Valentin Isidro-Zamorano appeals the BIA’s denial of his application for
cancellation of removal. The facts are well-known to the parties. We need not
repeat them here.
*
This disposition is not appropriate for publication and is not precedent
except as provided by 9th Cir. R. 36-3.
**
The panel unanimously concludes this case is suitable for decision
without oral argument. See Fed. R. App. P. 34(a)(2).
An alien is eligible for cancellation of removal if he establishes, among other
things, “that removal would result in exceptional and extremely unusual hardship
to the alien’s spouse, parent, or child, who is a citizen of the United States or an
alien lawfully admitted for permanent residence.” 8 U.S.C. § 1229b(b)(1)(D)

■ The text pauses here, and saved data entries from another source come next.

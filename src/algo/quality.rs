//! Element quality scoring.
//!
//! Split operators never decide on their own whether a candidate
//! configuration is acceptable: they build each sub-triangle in a scratch
//! copy and hand its vertex positions to a [`QualityOracle`]. A
//! [`QualityGate`] pairs an oracle with the threshold below which a
//! sub-triangle vetoes the whole operation.

use nalgebra::Point3;

use crate::config::AdaptConfig;

/// Normalization making the equilateral triangle score exactly 1.
pub const ALPHAD: f64 = 3.464_101_615_137_754_6;

/// Default quality threshold.
pub const EPSD: f64 = 1e-30;

/// Scores a candidate triangle; larger is better, zero or less is degenerate
/// or inverted.
pub trait QualityOracle {
    /// Score the triangle `(a, b, c)`.
    fn score(&self, a: &Point3<f64>, b: &Point3<f64>, c: &Point3<f64>) -> f64;
}

impl<F> QualityOracle for F
where
    F: Fn(&Point3<f64>, &Point3<f64>, &Point3<f64>) -> f64,
{
    #[inline]
    fn score(&self, a: &Point3<f64>, b: &Point3<f64>, c: &Point3<f64>) -> f64 {
        self(a, b, c)
    }
}

/// Isotropic shape quality of a planar triangle.
///
/// `ALPHAD * area2 / (|ab|² + |ac|² + |bc|²)`, where `area2` is twice the
/// signed area. Clockwise and flat triangles score 0.
#[derive(Debug, Clone, Copy, Default)]
pub struct IsoQuality;

impl QualityOracle for IsoQuality {
    fn score(&self, a: &Point3<f64>, b: &Point3<f64>, c: &Point3<f64>) -> f64 {
        let ab = (b - a).xy();
        let ac = (c - a).xy();
        let bc = (c - b).xy();

        let area = ab.perp(&ac);
        if area <= 0.0 {
            return 0.0;
        }

        let sum = ab.norm_squared() + ac.norm_squared() + bc.norm_squared();
        if sum > EPSD {
            ALPHAD * area / sum
        } else {
            0.0
        }
    }
}

/// An oracle together with its acceptance threshold.
#[derive(Debug, Clone, Copy)]
pub struct QualityGate<Q = IsoQuality> {
    /// The scoring function.
    pub oracle: Q,
    /// Scores at or below this value are rejected.
    pub epsilon: f64,
}

impl QualityGate<IsoQuality> {
    /// Isotropic gate with the configured threshold.
    pub fn iso(config: &AdaptConfig) -> Self {
        Self::new(IsoQuality, config.quality_epsilon)
    }
}

impl Default for QualityGate<IsoQuality> {
    fn default() -> Self {
        Self::new(IsoQuality, EPSD)
    }
}

impl<Q: QualityOracle> QualityGate<Q> {
    /// Create a gate.
    pub fn new(oracle: Q, epsilon: f64) -> Self {
        Self { oracle, epsilon }
    }

    /// Whether a single score passes.
    #[inline]
    pub fn passes(&self, score: f64) -> bool {
        score > self.epsilon
    }

    /// Score a triangle given by its vertex positions.
    #[inline]
    pub fn score(&self, [a, b, c]: &[Point3<f64>; 3]) -> f64 {
        self.oracle.score(a, b, c)
    }

    /// Whether a triangle given by its vertex positions passes.
    #[inline]
    pub fn accepts(&self, triangle: &[Point3<f64>; 3]) -> bool {
        self.passes(self.score(triangle))
    }

    /// Whether every triangle passes. Stops at the first rejection.
    pub fn accepts_all<'a, I>(&self, triangles: I) -> bool
    where
        I: IntoIterator<Item = &'a [Point3<f64>; 3]>,
    {
        triangles.into_iter().all(|t| self.accepts(t))
    }
}

#[cfg(test)]
mod tests {
    use super::*;

    fn p(x: f64, y: f64) -> Point3<f64> {
        Point3::new(x, y, 0.0)
    }

    #[test]
    fn test_equilateral_scores_one() {
        let h = 3.0_f64.sqrt() / 2.0;
        let q = IsoQuality.score(&p(0.0, 0.0), &p(1.0, 0.0), &p(0.5, h));
        assert!((q - 1.0).abs() < 1e-12);
    }

    #[test]
    fn test_inverted_and_flat_score_zero() {
        assert_eq!(IsoQuality.score(&p(0.0, 0.0), &p(0.5, 1.0), &p(1.0, 0.0)), 0.0);
        assert_eq!(IsoQuality.score(&p(0.0, 0.0), &p(1.0, 0.0), &p(2.0, 0.0)), 0.0);
    }

    #[test]
    fn test_sliver_scores_low() {
        let q = IsoQuality.score(&p(0.0, 0.0), &p(1.0, 0.0), &p(0.5, 0.05));
        assert!(q > 0.0 && q < 0.2);
    }

    #[test]
    fn test_gate_threshold_is_strict() {
        let gate = QualityGate::new(|_: &Point3<f64>, _: &Point3<f64>, _: &Point3<f64>| 0.5, 0.5);
        assert!(!gate.accepts(&[p(0.0, 0.0), p(1.0, 0.0), p(0.0, 1.0)]));

        let gate = QualityGate::default();
        let good = [p(0.0, 0.0), p(1.0, 0.0), p(0.0, 1.0)];
        let bad = [p(0.0, 0.0), p(0.0, 1.0), p(1.0, 0.0)];
        assert!(gate.accepts_all([&good]));
        assert!(!gate.accepts_all([&good, &bad]));
    }
}
//! Mesh adaptation algorithms.
//!
//! - **Quality**: the shape measure and acceptance gate every operator uses
//! - **Curve**: reconstruction of curved boundary edges
//! - **Metric**: the isotropic sizing field carried along by modifications
//! - **Split**: one-, two- and three-edge splits of a triangle, and the split
//!   of an edge shared by two triangles
//! - **Refine**: a pass splitting every marked edge that can be split
//! - **Compact**: dense renumbering after a pass
//!
//! # Example
//!
//! ```
//! use tessel::prelude::*;
//! use tessel::algo::{compact::pack, curve::BezierCurve, refine::split_marked};
//! use nalgebra::Point3;
//!
//! let vertices = vec![
//!     Point3::new(0.0, 0.0, 0.0),
//!     Point3::new(1.0, 0.0, 0.0),
//!     Point3::new(1.0, 1.0, 0.0),
//!     Point3::new(0.0, 1.0, 0.0),
//! ];
//! let mut mesh = build_from_triangles(&vertices, &[[0, 1, 2], [0, 2, 3]]).unwrap();
//! let config = AdaptConfig::default();
//! let mut metric = Metric::uniform(4, 0.5).unwrap();
//!
//! // Mark every edge of the first triangle.
//! mesh.element_mut(ElementId::new(1)).flag = 7;
//! split_marked(&mut mesh, &QualityGate::iso(&config), &BezierCurve, &mut metric).unwrap();
//!
//! let report = pack(&mut mesh, &mut metric, &config).unwrap();
//! assert_eq!(report.elements, 6);
//! ```

pub mod compact;
pub mod curve;
pub mod metric;
pub mod quality;
pub mod refine;
pub mod split;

(emphasis added). A “child” is “an unmarried person under twenty-one years of
age.” 8 U.S.C. § 1101(b)(1). At the time Isidro-Zamorano applied for cancellation
of removal his son, Tomas, was twenty years old, and could serve as Isidro-
Zamorano’s qualifying relative for his application. During the course of
immigration proceedings, Tomas “aged out,” turning twenty-one years old. The
Immigration Judge (“IJ”) subsequently ruled Isidro-Zamorano ineligible for
cancellation of removal because he no longer had a qualifying relative. The Board
of Immigration Appeals (“BIA”), in a one-judge decision, affirmed.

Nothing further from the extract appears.